I recently came across a fascinating article introducing me to the concept of the Erdos Number; possibly not the most useful academic device for everyday life, but nonetheless a principle that can be applied in a multiplicity of interesting ways. Erdos led me to the Bacon Number, and perhaps predictably to the more commonly known, and far less esoteric principle of six degrees of separation.

It’s a crazy, but often accurate observation that any one of us could – in theory – make contact with one another through a network of no more than six connected people. In some ways it’s also a bit worrying that someone like Donald Trump is connected that closely to me, even if it is only by way of a friend of a friend, of a friend! It may not even take six connections… Some studies have posited that in the US, the connection between any two people could be as few as three, or even two links distant.

Such connections have, of course, become a lot closer as a result of the growth of travel and technology, and the information age – go back a hundred years or so, and I’d suggest that the degree of separation between two people would be much greater; a few hundred years further back than that and you’d likely have stronger genetic links with strangers than you would as a result of any other connection. Today however, easy international travel and especially the spread of social networking via the internet have brought us ever closer.
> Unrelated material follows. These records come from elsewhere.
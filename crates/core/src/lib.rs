//! Prophet core data models.
//!
//! This crate defines the data structures shared by the batch evaluation
//! engine: tasks, terminal outcomes, and the events observers receive.

#![warn(missing_docs)]

// Identities
mod id;

// Work items and results
mod task;
mod outcome;
mod event;

// Re-exports
pub use id::*;

pub use task::{Task, ValidationError};
pub use outcome::{artifact_dir, CostBreakdown, RunOutcome, RunStatus};
pub use event::{EngineEvent, EngineListener, Listeners, ProgressUpdate};

/// Timestamp type
pub type Time = chrono::DateTime<chrono::Utc>;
And, in our case, that also includes SL.

I still find it a bit weird that I can know people as friends and acquaintances in the virtual world and become pretty close to them, yet know little of their real lives, or even what they look or sound like in the real world – it’s entirely possible that I could live in the same street, work with or spend my time with someone in RL, with whom I have strong connections in the virtual world, yet have no idea that we share that connection. We might pass each other on the street without acknowledging the other’s presence, without any inkling that we are best friends inworld. We may be worlds apart in real life, yet separated by no distance at all in the virtual world.

And who exactly are we anyway? The anonymity afforded by SL means that fame, fortune and position have little meaning once we’re inworld – a king and a commoner can consort with each other in ways that their worldly degrees of separation could never permit in RL. I may hold any station in the real world, but unless I tell you who I am, you will remain blissfully unaware of my circumstances.
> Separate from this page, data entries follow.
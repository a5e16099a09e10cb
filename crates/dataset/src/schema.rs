//! Task row schema: alias normalisation, validation, conversion to [`Task`].

use std::collections::BTreeMap;

use chrono::{DateTime, Duration, NaiveDate, NaiveDateTime};
use prophet_core::{Task, TaskId};
use serde::Deserialize;
use serde_json::{Map, Value};

use crate::error::SchemaError;

/// Fields the schema understands; everything else lands in `metadata._extra_fields`.
const KNOWN_FIELDS: &[&str] = &[
    "task_id",
    "title",
    "context",
    "outcomes",
    "ground_truth",
    "predict_by",
    "source",
    "criteria",
    "metadata",
    "run_id",
    "end_time",
];

/// One validated dataset row, before an id is assigned.
#[derive(Debug, Clone, PartialEq)]
pub struct TaskRow {
    /// Explicit id, if the row carried one
    pub task_id: Option<String>,
    /// Trimmed question
    pub title: String,
    /// Trimmed, non-empty outcomes
    pub outcomes: Vec<String>,
    /// Background
    pub context: Option<String>,
    /// 0/1 label per outcome
    pub ground_truth: Option<BTreeMap<String, u8>>,
    /// Raw deadline string (validated parseable)
    pub predict_by: Option<String>,
    /// Question origin
    pub source: Option<String>,
    /// Resolution criteria
    pub criteria: Option<String>,
    /// Metadata, including `_extra_fields`
    pub metadata: Map<String, Value>,
}

#[derive(Deserialize)]
struct RawRow {
    task_id: Option<String>,
    title: Option<String>,
    context: Option<String>,
    outcomes: Option<Vec<Value>>,
    ground_truth: Option<BTreeMap<String, i64>>,
    predict_by: Option<String>,
    source: Option<String>,
    criteria: Option<String>,
    #[serde(default)]
    metadata: Option<Map<String, Value>>,
}

impl TaskRow {
    /// Parse and validate one row.
    pub fn parse(value: Value) -> Result<Self, SchemaError> {
        let Value::Object(mut map) = value else {
            return Err(SchemaError::NotAnObject);
        };

        // Legacy aliases only apply when the canonical field is absent.
        if let Some(run_id) = map.remove("run_id") {
            map.entry("task_id").or_insert(run_id);
        }
        if let Some(end_time) = map.remove("end_time") {
            map.entry("predict_by").or_insert(end_time);
        }

        let extra: Map<String, Value> = map
            .iter()
            .filter(|(k, _)| !KNOWN_FIELDS.contains(&k.as_str()))
            .map(|(k, v)| (k.clone(), v.clone()))
            .collect();

        let raw: RawRow = serde_json::from_value(Value::Object(map))
            .map_err(|e| SchemaError::Malformed(e.to_string()))?;

        let title = raw.title.as_deref().map(str::trim).unwrap_or_default().to_string();
        if title.is_empty() {
            return Err(SchemaError::EmptyTitle);
        }

        let mut outcomes = Vec::new();
        for outcome in raw.outcomes.unwrap_or_default() {
            let Value::String(outcome) = outcome else {
                return Err(SchemaError::NonStringOutcome(outcome.to_string()));
            };
            let outcome = outcome.trim();
            if !outcome.is_empty() {
                outcomes.push(outcome.to_string());
            }
        }
        if outcomes.len() < 2 {
            return Err(SchemaError::TooFewOutcomes);
        }

        if let Some(predict_by) = &raw.predict_by {
            if parse_date(predict_by).is_none() {
                return Err(SchemaError::PredictBy(predict_by.clone()));
            }
        }

        let ground_truth = match raw.ground_truth {
            Some(gt) => Some(validate_ground_truth(gt, &outcomes)?),
            None => None,
        };

        let mut metadata = raw.metadata.unwrap_or_default();
        if !extra.is_empty() {
            metadata.insert("_extra_fields".to_string(), Value::Object(extra));
        }

        Ok(Self {
            task_id: raw.task_id,
            title,
            outcomes,
            context: raw.context,
            ground_truth,
            predict_by: raw.predict_by,
            source: raw.source,
            criteria: raw.criteria,
            metadata,
        })
    }

    /// Convert to a task, shifting `predict_by` back by `offset` days.
    ///
    /// Fails when the shifted date leaves the representable calendar.
    pub fn into_task(self, task_id: TaskId, offset: i64) -> Result<Task, SchemaError> {
        let predict_by = match self.predict_by.as_deref() {
            Some(p) => Some(to_mm_dd_yyyy(p, offset).ok_or_else(|| SchemaError::DateOffset {
                predict_by: p.to_string(),
                offset,
            })?),
            None => None,
        };

        Ok(Task {
            task_id,
            title: self.title,
            outcomes: self.outcomes,
            context: self.context,
            ground_truth: self.ground_truth,
            predict_by,
            source: self.source,
            criteria: self.criteria,
            metadata: self.metadata,
        })
    }
}

fn validate_ground_truth(
    gt: BTreeMap<String, i64>,
    outcomes: &[String],
) -> Result<BTreeMap<String, u8>, SchemaError> {
    let missing: Vec<String> = outcomes.iter().filter(|o| !gt.contains_key(*o)).cloned().collect();
    let unknown: Vec<String> = gt.keys().filter(|k| !outcomes.contains(*k)).cloned().collect();
    if !missing.is_empty() || !unknown.is_empty() {
        return Err(SchemaError::GroundTruthKeys { missing, unknown });
    }

    let invalid: Vec<String> = gt
        .iter()
        .filter(|(_, v)| !matches!(**v, 0 | 1))
        .map(|(k, _)| k.clone())
        .collect();
    if !invalid.is_empty() {
        return Err(SchemaError::GroundTruthValues(invalid));
    }

    Ok(gt.into_iter().map(|(k, v)| (k, v as u8)).collect())
}

/// Parse the date formats datasets use in practice.
pub fn parse_date(s: &str) -> Option<NaiveDate> {
    let s = s.trim();
    if let Ok(d) = NaiveDate::parse_from_str(s, "%Y-%m-%d") {
        return Some(d);
    }
    if let Ok(d) = NaiveDate::parse_from_str(s, "%m/%d/%Y") {
        return Some(d);
    }
    if let Ok(dt) = DateTime::parse_from_rfc3339(s) {
        return Some(dt.date_naive());
    }
    for fmt in ["%Y-%m-%d %H:%M:%S", "%Y-%m-%dT%H:%M:%S"] {
        if let Ok(dt) = NaiveDateTime::parse_from_str(s, fmt) {
            return Some(dt.date());
        }
    }
    None
}

/// Render a date as `MM/DD/YYYY`, `offset` days earlier.
///
/// `None` if `s` is not a date or the shift overflows.
pub fn to_mm_dd_yyyy(s: &str, offset: i64) -> Option<String> {
    let date = parse_date(s)?.checked_sub_signed(Duration::try_days(offset)?)?;
    Some(date.format("%m/%d/%Y").to_string())
}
Even so, we a remain connected at a fundamental level. In the same way that we may never meet in SL, yet share a common bond – our participation in the virtual world – so it is, that no matter how far apart our real lives may be, we share the common bond of being a part of the human race. There may be many degrees of separation between us – perhaps through choice – but there is one common bond we all share that we cannot distance ourselves from – we are all human beings.

Not so long ago, I fulfilled a lifetime’s ambition when I paid a visit to Nairobi National Museum to see one exhibit in particular: Australopithecus afarensis, otherwise known as ‘Lucy’. Many have suggested that Lucy can be considered the mother of us all, and as I gazed at the preserved remains of that tiny 4 foot tall, 3.2 million year old woman, I struggled to contain my emotions. Even now, thinking about it, I find it hard to describe the feelings that I experienced. It was something I’d never experienced before, and never will again.

The simple truth is that there really are no degrees of separation between any of us. No matter what our physical, location, social standing, beliefs, sexuality, gender or colour, we are all related; all members of the same family…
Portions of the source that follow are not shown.